Le ralentissement de la croissance se poursuit, une récession est possible
Il y a un an, l’impressionnante reprise qui a suivi la récession provoquée par la pandémie a plongé l’économie en situation d’excès de demande. Entretemps, le contexte a évolué et les turbulences se sont intensifiées en raison du resserrement de la politique monétaire et de la réduction des mesures de relance budgétaire. Nous nous attendons toujours à un ralentissement de la croissance en 2023. La probabilité de récession est forte pour bien des pays développés. Bien qu’il soit rare d’assister à une contraction parmi les marchés émergents, nous nous attendons à un ralentissement sur la plupart d’entre eux en 2023. Globalement, la plupart de nos prévisions de croissance sont inférieures aux prévisions générales. Nous prévoyons une hausse de 2,1 % du PIB mondial en 2023, soit moins d’un tiers de celle de 2021 et environ la moitié du pourcentage prévu pour 2022. Cela dit, les indicateurs économiques font preuve d’une plus grande résilience depuis quelques mois, ce qui signifie que la probabilité et l’ampleur d’une récession pourraient être plus faibles que prévu. Une récession, si elle se concrétise, atteindra selon nous des proportions moyennes dans la plupart des régions. Nous prévoyons que la production reculera de 1,75 % du sommet au creux, pendant trois trimestres au plus, et se soldera par une reprise modérée qui devrait avoir lieu vers la fin de 2023.

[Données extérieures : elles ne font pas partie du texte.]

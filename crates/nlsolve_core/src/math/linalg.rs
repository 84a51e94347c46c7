//! Dense linear-algebra adapter over `nalgebra`.
//!
//! The solvers own their scratch storage and work in place, so this module
//! provides fallible allocation plus in-place factorisations that reuse
//! caller buffers instead of allocating on every iteration:
//!
//! - [`try_vector`], [`try_matrix`], [`Permutation::try_new`]: allocation that
//!   reports [`SolverError::OutOfMemory`] instead of aborting
//! - [`lu_decomp`], [`lu_solve`], [`lu_invert`]: LU with partial pivoting
//! - [`cholesky_decomp_lower`], [`cholesky_solve_lower`]: Cholesky on the lower triangle
//! - [`syrk_lower`], [`gemv_t`], [`enorm`]: normal-equation building blocks

use nalgebra::{DMatrix, DVector};

use crate::types::SolverError;

/// Square root of the machine epsilon for `f64`.
pub const SQRT_DBL_EPSILON: f64 = 1.490_116_119_384_765_6e-8;

fn try_zeroed(len: usize, what: &str) -> Result<Vec<f64>, SolverError> {
    let mut storage = Vec::new();
    storage
        .try_reserve_exact(len)
        .map_err(|_| SolverError::out_of_memory(what, len))?;
    storage.resize(len, 0.0);
    Ok(storage)
}

/// Allocate a zeroed vector of length `n`.
///
/// # Errors
///
/// Returns `OutOfMemory` naming `what` if the storage cannot be reserved.
pub fn try_vector(n: usize, what: &str) -> Result<DVector<f64>, SolverError> {
    Ok(DVector::from_vec(try_zeroed(n, what)?))
}

/// Allocate a zeroed `rows × cols` matrix.
///
/// # Errors
///
/// Returns `OutOfMemory` naming `what` if the element count overflows or
/// the storage cannot be reserved.
///
/// # Example
///
/// ```
/// use nlsolve_core::math::linalg::try_matrix;
///
/// let m = try_matrix(2, 3, "scratch").unwrap();
/// assert_eq!(m.shape(), (2, 3));
/// assert!(try_matrix(usize::MAX, 2, "huge").is_err());
/// ```
pub fn try_matrix(rows: usize, cols: usize, what: &str) -> Result<DMatrix<f64>, SolverError> {
    let len = rows
        .checked_mul(cols)
        .ok_or_else(|| SolverError::out_of_memory(what, usize::MAX))?;
    Ok(DMatrix::from_vec(rows, cols, try_zeroed(len, what)?))
}

/// Row permutation produced by [`lu_decomp`].
///
/// `perm[i]` is the index of the original row that ended up at position `i`.
#[derive(Debug, Clone, PartialEq, Eq)]
pub struct Permutation {
    data: Vec<usize>,
}

impl Permutation {
    /// Allocate the identity permutation of size `n`.
    pub fn try_new(n: usize) -> Result<Self, SolverError> {
        let mut data = Vec::new();
        data.try_reserve_exact(n)
            .map_err(|_| SolverError::out_of_memory("permutation", n))?;
        data.extend(0..n);
        Ok(Self { data })
    }

    /// Reset to the identity.
    pub fn init(&mut self) {
        for (i, p) in self.data.iter_mut().enumerate() {
            *p = i;
        }
    }

    /// Number of elements.
    pub fn len(&self) -> usize {
        self.data.len()
    }

    /// Returns `true` for the empty permutation.
    pub fn is_empty(&self) -> bool {
        self.data.is_empty()
    }

    /// Exchange positions `i` and `j`.
    pub fn swap(&mut self, i: usize, j: usize) {
        self.data.swap(i, j);
    }

    /// Permutation as a slice.
    pub fn as_slice(&self) -> &[usize] {
        &self.data
    }
}

fn check_square(a: &DMatrix<f64>) -> Result<usize, SolverError> {
    if !a.is_square() {
        return Err(SolverError::DimensionMismatch {
            expected: a.nrows(),
            got: a.ncols(),
        });
    }
    Ok(a.nrows())
}

fn check_len(expected: usize, got: usize) -> Result<(), SolverError> {
    if expected != got {
        return Err(SolverError::DimensionMismatch { expected, got });
    }
    Ok(())
}

/// Factorise `a = P⁻¹ L U` in place using Gaussian elimination with partial pivoting.
///
/// On return the strictly lower triangle of `a` holds `L` (unit diagonal
/// implied) and the upper triangle holds `U`. A zero pivot does not fail
/// here; it is reported by [`lu_solve`] and [`lu_invert`].
///
/// # Returns
///
/// The sign of the permutation (`+1` or `-1`).
pub fn lu_decomp(a: &mut DMatrix<f64>, perm: &mut Permutation) -> Result<i32, SolverError> {
    let n = check_square(a)?;
    check_len(n, perm.len())?;

    perm.init();
    let mut signum = 1;

    for j in 0..n {
        let mut max = a[(j, j)].abs();
        let mut i_pivot = j;
        for i in (j + 1)..n {
            let aij = a[(i, j)].abs();
            if aij > max {
                max = aij;
                i_pivot = i;
            }
        }

        if i_pivot != j {
            a.swap_rows(j, i_pivot);
            perm.swap(j, i_pivot);
            signum = -signum;
        }

        let ajj = a[(j, j)];
        if ajj != 0.0 {
            for i in (j + 1)..n {
                let aij = a[(i, j)] / ajj;
                a[(i, j)] = aij;
                for k in (j + 1)..n {
                    a[(i, k)] -= aij * a[(j, k)];
                }
            }
        }
    }

    Ok(signum)
}

fn check_nonsingular(lu: &DMatrix<f64>) -> Result<(), SolverError> {
    if (0..lu.nrows()).any(|i| lu[(i, i)] == 0.0) {
        return Err(SolverError::SingularMatrix);
    }
    Ok(())
}

/// Forward then backward substitution on an already permuted right-hand side.
fn lu_substitute(lu: &DMatrix<f64>, x: &mut [f64]) {
    let n = x.len();

    for i in 0..n {
        let mut sum = x[i];
        for k in 0..i {
            sum -= lu[(i, k)] * x[k];
        }
        x[i] = sum;
    }

    for i in (0..n).rev() {
        let mut sum = x[i];
        for k in (i + 1)..n {
            sum -= lu[(i, k)] * x[k];
        }
        x[i] = sum / lu[(i, i)];
    }
}

/// Solve `A x = b` given the factorisation from [`lu_decomp`].
///
/// # Errors
///
/// - `SingularMatrix` if `U` has a zero on its diagonal
/// - `DimensionMismatch` if `b` or `x` do not match the factorisation
pub fn lu_solve(
    lu: &DMatrix<f64>,
    perm: &Permutation,
    b: &DVector<f64>,
    x: &mut DVector<f64>,
) -> Result<(), SolverError> {
    let n = check_square(lu)?;
    check_len(n, perm.len())?;
    check_len(n, b.len())?;
    check_len(n, x.len())?;
    check_nonsingular(lu)?;

    for (i, &p) in perm.as_slice().iter().enumerate() {
        x[i] = b[p];
    }
    lu_substitute(lu, x.as_mut_slice());
    Ok(())
}

/// Compute `A⁻¹` into `inverse` given the factorisation from [`lu_decomp`].
///
/// # Errors
///
/// - `SingularMatrix` if `U` has a zero on its diagonal
/// - `DimensionMismatch` if `inverse` does not match the factorisation
pub fn lu_invert(
    lu: &DMatrix<f64>,
    perm: &Permutation,
    inverse: &mut DMatrix<f64>,
) -> Result<(), SolverError> {
    let n = check_square(lu)?;
    check_len(n, perm.len())?;
    check_len(n, inverse.nrows())?;
    check_len(n, inverse.ncols())?;
    check_nonsingular(lu)?;

    let storage = inverse.as_mut_slice();
    for j in 0..n {
        // DMatrix storage is column-major.
        let column = &mut storage[j * n..(j + 1) * n];
        for (i, &p) in perm.as_slice().iter().enumerate() {
            column[i] = if p == j { 1.0 } else { 0.0 };
        }
        lu_substitute(lu, column);
    }
    Ok(())
}

/// Factorise the symmetric matrix stored in the lower triangle of `a` as `L Lᵗ`, in place.
///
/// Only the lower triangle is read and written.
///
/// # Errors
///
/// `NotPositiveDefinite` if a pivot is not strictly positive (or is NaN).
pub fn cholesky_decomp_lower(a: &mut DMatrix<f64>) -> Result<(), SolverError> {
    let n = check_square(a)?;

    for j in 0..n {
        let mut d = a[(j, j)];
        for k in 0..j {
            d -= a[(j, k)] * a[(j, k)];
        }
        if !(d > 0.0) {
            return Err(SolverError::NotPositiveDefinite);
        }
        let ljj = d.sqrt();
        a[(j, j)] = ljj;

        for i in (j + 1)..n {
            let mut sum = a[(i, j)];
            for k in 0..j {
                sum -= a[(i, k)] * a[(j, k)];
            }
            a[(i, j)] = sum / ljj;
        }
    }
    Ok(())
}

/// Solve `L Lᵗ x = b` with the factor from [`cholesky_decomp_lower`].
pub fn cholesky_solve_lower(
    l: &DMatrix<f64>,
    b: &DVector<f64>,
    x: &mut DVector<f64>,
) -> Result<(), SolverError> {
    let n = check_square(l)?;
    check_len(n, b.len())?;
    check_len(n, x.len())?;

    for i in 0..n {
        let mut sum = b[i];
        for k in 0..i {
            sum -= l[(i, k)] * x[k];
        }
        x[i] = sum / l[(i, i)];
    }

    for i in (0..n).rev() {
        let mut sum = x[i];
        for k in (i + 1)..n {
            sum -= l[(k, i)] * x[k];
        }
        x[i] = sum / l[(i, i)];
    }
    Ok(())
}

/// Symmetric rank-k update `C = Aᵗ A`, writing only the lower triangle of `C`.
pub fn syrk_lower(a: &DMatrix<f64>, c: &mut DMatrix<f64>) -> Result<(), SolverError> {
    let p = a.ncols();
    check_len(p, c.nrows())?;
    check_len(p, c.ncols())?;

    for j in 0..p {
        for i in j..p {
            c[(i, j)] = a.column(i).dot(&a.column(j));
        }
    }
    Ok(())
}

/// Transposed matrix-vector product `y = Aᵗ x`.
pub fn gemv_t(a: &DMatrix<f64>, x: &DVector<f64>, y: &mut DVector<f64>) -> Result<(), SolverError> {
    check_len(a.nrows(), x.len())?;
    check_len(a.ncols(), y.len())?;
    y.gemv_tr(1.0, a, x, 0.0);
    Ok(())
}

/// Euclidean norm.
#[inline]
pub fn enorm(v: &DVector<f64>) -> f64 {
    v.norm()
}

/// Returns `true` if every component is finite.
#[inline]
pub fn all_finite(v: &DVector<f64>) -> bool {
    v.iter().all(|x| x.is_finite())
}
//! Reference fitting problems and the harness that runs them.
//!
//! A [`FittingProblem`] bundles a [`LargeNlsFunction`] with a starting
//! point, a relative tolerance, a retry budget and a checker that compares
//! the final parameters and sum of squares against published references.
//!
//! - [`bard`]: Bard's rational fit, 15 residuals, 3 parameters
//! - [`penalty2`]: Penalty function II, 8 residuals, 4 parameters
//! - [`systems`]: Square test systems for the multiroot solvers
//!
//! # Example
//!
//! ```
//! use nlsolve_core::math::solvers::HarnessConfig;
//! use nlsolve_core::problems::{all_problems, run_all};
//!
//! let mut problems = all_problems();
//! for report in run_all(&mut problems, &HarnessConfig::default()) {
//!     assert!(report.is_ok());
//! }
//! ```

mod bard;
mod penalty2;
pub mod systems;

pub use bard::{bard, Bard};
pub use penalty2::{penalty2, Penalty2};

use nalgebra::DVector;
use tracing::{info, warn};

use crate::math::solvers::{
    ConvergenceReason, HarnessConfig, LargeNlsFunction, LargeNlsSolver, LargeSolverType,
};
use crate::types::{FitError, SolverError};

/// Reference checker: `(x, sumsq, epsrel)`.
pub type CheckFn = fn(&[f64], f64, f64) -> Result<(), FitError>;

/// A least-squares problem with a known solution.
pub struct FittingProblem {
    /// Problem name.
    pub name: &'static str,
    /// Starting point.
    pub x0: Vec<f64>,
    /// Relative tolerance for the reference comparison.
    pub epsrel: f64,
    /// Solver attempts before giving up.
    pub ntries: usize,
    /// Reference checker.
    pub check: CheckFn,
    /// Objective, owning its residual and Jacobian buffers.
    pub function: Box<dyn LargeNlsFunction + Send>,
}

impl std::fmt::Debug for FittingProblem {
    fn fmt(&self, f: &mut std::fmt::Formatter<'_>) -> std::fmt::Result {
        f.debug_struct("FittingProblem")
            .field("name", &self.name)
            .field("x0", &self.x0)
            .field("epsrel", &self.epsrel)
            .field("ntries", &self.ntries)
            .field("n_residuals", &self.function.n_residuals())
            .finish()
    }
}

/// Outcome of a successful fit.
#[derive(Debug, Clone, PartialEq)]
#[cfg_attr(feature = "serde", derive(serde::Serialize, serde::Deserialize))]
pub struct FitReport {
    /// Problem name.
    pub name: String,
    /// Final parameters.
    pub x: Vec<f64>,
    /// Final `‖f‖²`.
    pub sumsq: f64,
    /// Iterations summed over all attempts.
    pub iterations: usize,
    /// Attempts used, starting at 1.
    pub tries: usize,
    /// Stopping reason of the last attempt.
    pub reason: ConvergenceReason,
}

/// `DimensionMismatch` unless every length in `got` equals `expected`.
pub(crate) fn check_len(expected: usize, got: &[usize]) -> Result<(), SolverError> {
    match got.iter().find(|&&len| len != expected) {
        Some(&len) => Err(SolverError::DimensionMismatch { expected, got: len }),
        None => Ok(()),
    }
}

/// Compare `got` with `expected` to relative precision `epsrel`.
///
/// Non-finite references are skipped. A zero reference is compared
/// absolutely.
///
/// # Examples
///
/// ```
/// use nlsolve_core::problems::check_rel;
///
/// assert!(check_rel("p", "sumsq", 1.00001, 1.0, 1e-4).is_ok());
/// assert!(check_rel("p", "x[1]", 123.0, f64::NAN, 1e-4).is_ok());
/// assert!(check_rel("p", "sumsq", 1.1, 1.0, 1e-4).is_err());
/// ```
pub fn check_rel(
    problem: &str,
    quantity: &str,
    got: f64,
    expected: f64,
    epsrel: f64,
) -> Result<(), FitError> {
    if !expected.is_finite() {
        return Ok(());
    }

    let err = (got - expected).abs();
    let bound = if expected == 0.0 {
        epsrel
    } else {
        epsrel * expected.abs()
    };
    if err <= bound {
        Ok(())
    } else {
        Err(FitError::reference_mismatch(
            problem, quantity, got, expected, epsrel,
        ))
    }
}

/// All reference least-squares problems.
pub fn all_problems() -> Vec<FittingProblem> {
    vec![bard(), penalty2()]
}

/// Look up a reference problem by name.
pub fn problem_by_name(name: &str) -> Option<FittingProblem> {
    all_problems().into_iter().find(|p| p.name == name)
}

/// Fit `problem` with up to `ntries` Levenberg–Marquardt attempts.
///
/// Every attempt allocates a fresh solver. The first starts from `x0`,
/// later ones from where the previous attempt stopped. The first attempt
/// whose result passes the checker wins.
///
/// # Errors
///
/// - `InvalidProblem` if `x0` and the function disagree on `p`, or `ntries == 0`
/// - `Solver` for allocation or evaluation failures
/// - The last checker error if no attempt matches the reference
pub fn run_problem(
    problem: &mut FittingProblem,
    config: &HarnessConfig,
) -> Result<FitReport, FitError> {
    let p = problem.function.n_params();
    if problem.x0.len() != p {
        return Err(FitError::InvalidProblem {
            problem: problem.name.to_string(),
            reason: format!("x0 has length {}, function has {} parameters", problem.x0.len(), p),
        });
    }
    if problem.ntries == 0 {
        return Err(FitError::InvalidProblem {
            problem: problem.name.to_string(),
            reason: "ntries must be > 0".to_string(),
        });
    }

    let mut x = DVector::from_column_slice(&problem.x0);
    let mut iterations = 0;
    let mut tries = 1;
    loop {
        let mut solver = LargeNlsSolver::alloc(LargeSolverType::default(), p, config.solver)?;
        let result = solver.solve(problem.function.as_mut(), &x)?;
        iterations += result.iterations;

        match (problem.check)(&result.x, result.sumsq, problem.epsrel) {
            Ok(()) => {
                info!(
                    problem = problem.name,
                    solver = solver.name(),
                    sumsq = result.sumsq,
                    iterations,
                    tries,
                    reason = result.reason.name(),
                    "fit matches reference"
                );
                return Ok(FitReport {
                    name: problem.name.to_string(),
                    x: result.x,
                    sumsq: result.sumsq,
                    iterations,
                    tries,
                    reason: result.reason,
                });
            }
            Err(err) if tries < problem.ntries => {
                warn!(problem = problem.name, tries, %err, "retrying fit");
                x = DVector::from_vec(result.x);
                tries += 1;
            }
            Err(err) => return Err(err),
        }
    }
}

/// Run each problem independently.
///
/// With the `parallel` feature the problems are spread over the `rayon`
/// thread pool; results keep the input order.
pub fn run_all(
    problems: &mut [FittingProblem],
    config: &HarnessConfig,
) -> Vec<Result<FitReport, FitError>> {
    #[cfg(feature = "parallel")]
    {
        use rayon::prelude::*;
        problems
            .par_iter_mut()
            .map(|problem| run_problem(problem, config))
            .collect()
    }

    #[cfg(not(feature = "parallel"))]
    {
        problems
            .iter_mut()
            .map(|problem| run_problem(problem, config))
            .collect()
    }
}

L’inflation commence à se calmer, tout en délaissant ses niveaux extrêmes
Les quatre principaux facteurs qui ont poussé l’inflation à des sommets qui n’avaient plus été observés depuis des dizaines d’années sont tous en train de s’inverser. Les perturbations dans les chaînes logistiques se sont estompées, les prix des marchandises ont diminué, les mesures de relance monétaire ont laissé place au resserrement et les mesures de relance budgétaire ont été réduites. Par conséquent, nous prévoyons que l’inflation continuera de s’atténuer et qu’elle sera inférieure aux prédictions générales pour 2023. Nous reconnaissons toutefois que d’autres facteurs peuvent freiner son ralentissement. La situation sur les marchés du travail demeure particulièrement tendue, l’ampleur du choc inflationniste pouvant accentuer la rigidité des prix élevés, et retarder fortement les changements au niveau de la composante logement de l’IPC. Le ralentissement de l’inflation dans la zone euro et au Royaume-Uni pourrait s’avérer encore plus fastidieux, compte tenu des difficultés inhérentes à la région, principalement l’affaiblissement des devises et les pénuries d’énergie.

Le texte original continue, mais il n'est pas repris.